A single number is required: how many lines in the entries hold the word "service".

Data extract:
####################

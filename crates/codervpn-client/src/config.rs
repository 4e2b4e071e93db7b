//! Client configuration.
//!
//! All settings live in a single `config.toml` file at
//! `~/.config/codervpn/config.toml` by default:
//!
//! ```toml
//! [connection]
//! socket_path = "/run/coder-desktop/vpn.sock"
//! timeout = 5
//!
//! [credentials]
//! coder_url = "https://coder.example.com"
//! api_token = "env::CODER_SESSION_TOKEN"
//! ```
//!
//! `api_token` supports secret references, see [`crate::secret`].

use std::path::{Path, PathBuf};
use std::time::Duration;

use serde::{Deserialize, Serialize};

/// Configuration for the codervpn client.
#[derive(Debug, Clone, Default, Serialize, Deserialize)]
#[serde(default)]
pub struct ClientConfig {
    /// Where and how to reach the service.
    pub connection: ConnectionSettings,

    /// Deployment to connect the tunnel to.
    pub credentials: CredentialSettings,
}

/// Connection settings.
#[derive(Debug, Clone, Serialize, Deserialize)]
#[serde(default)]
pub struct ConnectionSettings {
    /// Path to the service socket (Unix).
    pub socket_path: Option<PathBuf>,

    /// Name of the service pipe (Windows).
    pub pipe_name: Option<String>,

    /// Connect and handshake timeout in seconds.
    pub timeout: u64,
}

impl Default for ConnectionSettings {
    fn default() -> Self {
        Self {
            socket_path: None,
            pipe_name: None,
            timeout: 5,
        }
    }
}

impl ConnectionSettings {
    /// Returns the timeout as a duration.
    pub fn timeout(&self) -> Duration {
        Duration::from_secs(self.timeout)
    }
}

/// Deployment credentials.
#[derive(Debug, Clone, Default, Serialize, Deserialize)]
#[serde(default)]
pub struct CredentialSettings {
    /// Control-plane URL.
    pub coder_url: Option<String>,

    /// Session token (supports `pass::` and `env::` prefixes).
    pub api_token: Option<String>,
}

impl CredentialSettings {
    /// Returns the URL and resolved token, preferring the overrides.
    ///
    /// The URL must parse; the token may be a secret reference.
    pub fn resolve(
        &self,
        url_override: Option<&str>,
        token_override: Option<&str>,
    ) -> Result<(url::Url, String), String> {
        let raw_url = url_override
            .or(self.coder_url.as_deref())
            .ok_or_else(|| {
                format!(
                    "no deployment URL. Pass --url or add to {}:\n  \
                     [credentials]\n  \
                     coder_url = \"https://coder.example.com\"",
                    ClientConfig::default_path().display()
                )
            })?;
        let url = url::Url::parse(raw_url)
            .map_err(|e| format!("invalid coder_url {:?}: {}", raw_url, e))?;

        let raw_token = token_override
            .or(self.api_token.as_deref())
            .ok_or_else(|| "no API token. Pass --token or set [credentials] api_token".to_string())?;
        let token = crate::secret::resolve(raw_token)
            .map_err(|e| format!("failed to resolve api_token: {}", e))?;
        if token.is_empty() {
            return Err("api_token is empty".to_string());
        }

        Ok((url, token))
    }
}

impl ClientConfig {
    /// Loads configuration from the default path.
    pub fn load() -> Result<Self, String> {
        let path = Self::default_path();
        if path.exists() {
            Self::load_from(&path)
        } else {
            Ok(Self::default())
        }
    }

    /// Loads configuration from a specific path.
    pub fn load_from(path: &Path) -> Result<Self, String> {
        let content =
            std::fs::read_to_string(path).map_err(|e| format!("failed to read config: {}", e))?;
        toml::from_str(&content).map_err(|e| format!("failed to parse config: {}", e))
    }

    /// Returns the default configuration file path.
    pub fn default_path() -> PathBuf {
        Self::default_config_dir().join("config.toml")
    }

    /// Returns the default configuration directory.
    pub fn default_config_dir() -> PathBuf {
        dirs::config_dir()
            .unwrap_or_else(|| PathBuf::from("."))
            .join("codervpn")
    }
}

#[cfg(test)]
mod tests {
    use super::*;

    #[test]
    fn empty_file_gives_defaults() {
        let config: ClientConfig = toml::from_str("").unwrap();
        assert!(config.connection.socket_path.is_none());
        assert_eq!(config.connection.timeout(), Duration::from_secs(5));
        assert!(config.credentials.coder_url.is_none());
    }

    #[test]
    fn parse_full_file() {
        let content = r#"
[connection]
socket_path = "/tmp/vpn.sock"
pipe_name = '\\.\pipe\Test'
timeout = 10

[credentials]
coder_url = "https://coder.example.com"
api_token = "plain-token"
"#;
        let config: ClientConfig = toml::from_str(content).unwrap();
        assert_eq!(
            config.connection.socket_path,
            Some(PathBuf::from("/tmp/vpn.sock"))
        );
        assert_eq!(config.connection.pipe_name.as_deref(), Some(r"\\.\pipe\Test"));
        assert_eq!(config.connection.timeout, 10);

        let (url, token) = config.credentials.resolve(None, None).unwrap();
        assert_eq!(url.as_str(), "https://coder.example.com/");
        assert_eq!(token, "plain-token");
    }

    #[test]
    fn overrides_win() {
        let credentials = CredentialSettings {
            coder_url: Some("https://old.example.com".to_string()),
            api_token: Some("old".to_string()),
        };
        let (url, token) = credentials
            .resolve(Some("https://new.example.com"), Some("new"))
            .unwrap();
        assert_eq!(url.host_str(), Some("new.example.com"));
        assert_eq!(token, "new");
    }

    #[test]
    fn token_env_reference() {
        unsafe {
            std::env::set_var("_CODERVPN_CONFIG_TEST_TOKEN", "env-token");
        }
        let credentials = CredentialSettings {
            coder_url: Some("https://coder.example.com".to_string()),
            api_token: Some("env::_CODERVPN_CONFIG_TEST_TOKEN".to_string()),
        };
        let (_, token) = credentials.resolve(None, None).unwrap();
        assert_eq!(token, "env-token");
        unsafe {
            std::env::remove_var("_CODERVPN_CONFIG_TEST_TOKEN");
        }
    }

    #[test]
    fn missing_or_bad_credentials() {
        let empty = CredentialSettings::default();
        assert!(empty.resolve(None, None).unwrap_err().contains("no deployment URL"));

        let bad_url = CredentialSettings {
            coder_url: Some("not a url".to_string()),
            api_token: Some("t".to_string()),
        };
        assert!(bad_url.resolve(None, None).unwrap_err().contains("invalid coder_url"));

        let no_token = CredentialSettings {
            coder_url: Some("https://coder.example.com".to_string()),
            api_token: None,
        };
        assert!(no_token.resolve(None, None).unwrap_err().contains("no API token"));
    }

    #[test]
    fn load_from_file_round_trip() {
        let dir = tempfile::tempdir().unwrap();
        let path = dir.path().join("config.toml");

        let mut config = ClientConfig::default();
        config.connection.socket_path = Some(PathBuf::from("/tmp/x.sock"));
        config.credentials.coder_url = Some("https://coder.example.com".to_string());
        std::fs::write(&path, toml::to_string_pretty(&config).unwrap()).unwrap();

        let loaded = ClientConfig::load_from(&path).unwrap();
        assert_eq!(loaded.connection.socket_path, config.connection.socket_path);
        assert_eq!(loaded.credentials.coder_url, config.credentials.coder_url);

        assert!(ClientConfig::load_from(&dir.path().join("missing.toml")).is_err());
    }

    #[test]
    fn default_path_is_namespaced() {
        let path = ClientConfig::default_path();
        assert!(path.ends_with("codervpn/config.toml"));
    }
}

####################

The completed task: 3